→ Assigned task: Those lines of the following listing which contain the string "Custom" should be returned.

↓

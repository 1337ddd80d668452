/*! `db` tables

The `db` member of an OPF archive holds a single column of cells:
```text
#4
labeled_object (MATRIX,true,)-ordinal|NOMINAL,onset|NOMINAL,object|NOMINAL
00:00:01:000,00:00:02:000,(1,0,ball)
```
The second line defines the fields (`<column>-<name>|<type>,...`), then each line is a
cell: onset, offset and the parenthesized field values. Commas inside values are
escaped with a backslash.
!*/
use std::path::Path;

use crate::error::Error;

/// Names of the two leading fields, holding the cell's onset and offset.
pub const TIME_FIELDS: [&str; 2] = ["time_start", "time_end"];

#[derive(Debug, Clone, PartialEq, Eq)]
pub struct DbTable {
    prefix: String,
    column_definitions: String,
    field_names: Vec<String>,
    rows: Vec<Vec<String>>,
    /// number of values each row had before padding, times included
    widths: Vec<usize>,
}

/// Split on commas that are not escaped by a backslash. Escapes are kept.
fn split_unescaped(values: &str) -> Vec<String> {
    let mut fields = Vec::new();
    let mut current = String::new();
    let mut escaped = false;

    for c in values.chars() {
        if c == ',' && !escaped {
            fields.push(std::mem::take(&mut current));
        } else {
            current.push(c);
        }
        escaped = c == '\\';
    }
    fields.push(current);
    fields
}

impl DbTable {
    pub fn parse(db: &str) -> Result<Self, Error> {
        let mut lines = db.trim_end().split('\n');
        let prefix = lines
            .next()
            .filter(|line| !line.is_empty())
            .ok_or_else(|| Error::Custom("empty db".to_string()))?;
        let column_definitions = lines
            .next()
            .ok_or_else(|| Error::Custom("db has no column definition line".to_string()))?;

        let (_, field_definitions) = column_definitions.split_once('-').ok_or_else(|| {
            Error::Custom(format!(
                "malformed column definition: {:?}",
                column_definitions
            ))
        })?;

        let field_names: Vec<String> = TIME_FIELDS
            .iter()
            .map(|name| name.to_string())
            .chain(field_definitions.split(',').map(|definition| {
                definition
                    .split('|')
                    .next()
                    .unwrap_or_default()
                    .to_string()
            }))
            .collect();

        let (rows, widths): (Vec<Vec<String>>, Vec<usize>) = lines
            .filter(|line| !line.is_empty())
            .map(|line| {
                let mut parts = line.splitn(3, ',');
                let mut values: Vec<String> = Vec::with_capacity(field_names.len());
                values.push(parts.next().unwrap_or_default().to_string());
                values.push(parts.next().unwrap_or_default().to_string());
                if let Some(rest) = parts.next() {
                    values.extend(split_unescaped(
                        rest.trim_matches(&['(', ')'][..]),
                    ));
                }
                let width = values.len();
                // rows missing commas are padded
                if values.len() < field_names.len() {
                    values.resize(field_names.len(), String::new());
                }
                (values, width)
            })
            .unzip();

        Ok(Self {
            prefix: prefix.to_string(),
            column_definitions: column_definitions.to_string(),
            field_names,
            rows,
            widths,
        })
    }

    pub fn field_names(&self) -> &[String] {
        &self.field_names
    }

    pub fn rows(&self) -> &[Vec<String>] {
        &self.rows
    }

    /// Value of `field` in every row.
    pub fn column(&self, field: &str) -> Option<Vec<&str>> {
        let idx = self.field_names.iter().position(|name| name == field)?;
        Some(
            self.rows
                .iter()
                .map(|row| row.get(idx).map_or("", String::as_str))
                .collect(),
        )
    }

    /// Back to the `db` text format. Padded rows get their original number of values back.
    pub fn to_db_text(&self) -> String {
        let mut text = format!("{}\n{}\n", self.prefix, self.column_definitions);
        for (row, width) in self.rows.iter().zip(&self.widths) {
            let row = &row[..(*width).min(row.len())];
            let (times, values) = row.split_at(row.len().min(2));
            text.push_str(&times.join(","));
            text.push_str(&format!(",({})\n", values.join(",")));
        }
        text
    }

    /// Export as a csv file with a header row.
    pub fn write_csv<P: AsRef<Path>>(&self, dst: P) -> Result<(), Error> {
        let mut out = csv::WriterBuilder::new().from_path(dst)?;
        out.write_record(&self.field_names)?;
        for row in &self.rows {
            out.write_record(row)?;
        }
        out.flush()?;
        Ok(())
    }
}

↑
↓

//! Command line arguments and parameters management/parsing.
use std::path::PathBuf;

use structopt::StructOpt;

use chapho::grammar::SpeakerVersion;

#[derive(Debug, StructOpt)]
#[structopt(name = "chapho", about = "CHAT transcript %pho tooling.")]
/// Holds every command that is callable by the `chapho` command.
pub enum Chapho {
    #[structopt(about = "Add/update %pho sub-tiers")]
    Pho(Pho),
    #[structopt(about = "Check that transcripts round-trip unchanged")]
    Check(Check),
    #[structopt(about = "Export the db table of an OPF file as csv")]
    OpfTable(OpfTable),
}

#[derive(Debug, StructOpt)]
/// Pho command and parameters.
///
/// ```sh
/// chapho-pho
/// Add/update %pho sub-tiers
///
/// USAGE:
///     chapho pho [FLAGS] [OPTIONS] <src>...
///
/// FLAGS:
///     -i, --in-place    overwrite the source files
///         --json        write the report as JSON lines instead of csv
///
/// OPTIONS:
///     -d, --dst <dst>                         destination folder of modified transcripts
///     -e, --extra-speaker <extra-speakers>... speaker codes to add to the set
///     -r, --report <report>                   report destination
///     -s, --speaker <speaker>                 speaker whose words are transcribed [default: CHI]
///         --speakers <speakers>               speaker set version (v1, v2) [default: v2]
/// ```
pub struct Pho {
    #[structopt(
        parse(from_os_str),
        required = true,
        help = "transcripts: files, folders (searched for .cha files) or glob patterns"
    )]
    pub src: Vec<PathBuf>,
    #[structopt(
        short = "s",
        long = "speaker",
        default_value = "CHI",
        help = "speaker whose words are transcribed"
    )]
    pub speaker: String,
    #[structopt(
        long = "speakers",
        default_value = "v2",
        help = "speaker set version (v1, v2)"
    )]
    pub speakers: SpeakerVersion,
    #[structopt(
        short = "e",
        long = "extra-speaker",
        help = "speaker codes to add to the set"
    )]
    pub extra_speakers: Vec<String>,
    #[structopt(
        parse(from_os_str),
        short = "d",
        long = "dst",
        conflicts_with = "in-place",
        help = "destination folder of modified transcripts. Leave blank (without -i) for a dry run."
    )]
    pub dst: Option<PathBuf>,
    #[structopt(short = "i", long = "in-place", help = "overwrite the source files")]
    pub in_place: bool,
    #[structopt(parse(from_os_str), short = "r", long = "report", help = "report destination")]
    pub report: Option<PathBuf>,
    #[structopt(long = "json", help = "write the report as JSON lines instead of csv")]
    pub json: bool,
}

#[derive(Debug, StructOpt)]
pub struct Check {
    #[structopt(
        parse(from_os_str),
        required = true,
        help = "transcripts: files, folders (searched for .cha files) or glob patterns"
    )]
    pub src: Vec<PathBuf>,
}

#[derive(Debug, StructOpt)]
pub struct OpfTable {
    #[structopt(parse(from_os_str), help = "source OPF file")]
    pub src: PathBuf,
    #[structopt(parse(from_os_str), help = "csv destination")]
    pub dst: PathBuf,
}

↑

→ Task result:
            .ok_or_else(|| Error::Custom("empty db".to_string()))?;
            .ok_or_else(|| Error::Custom("db has no column definition line".to_string()))?;
            Error::Custom(format!(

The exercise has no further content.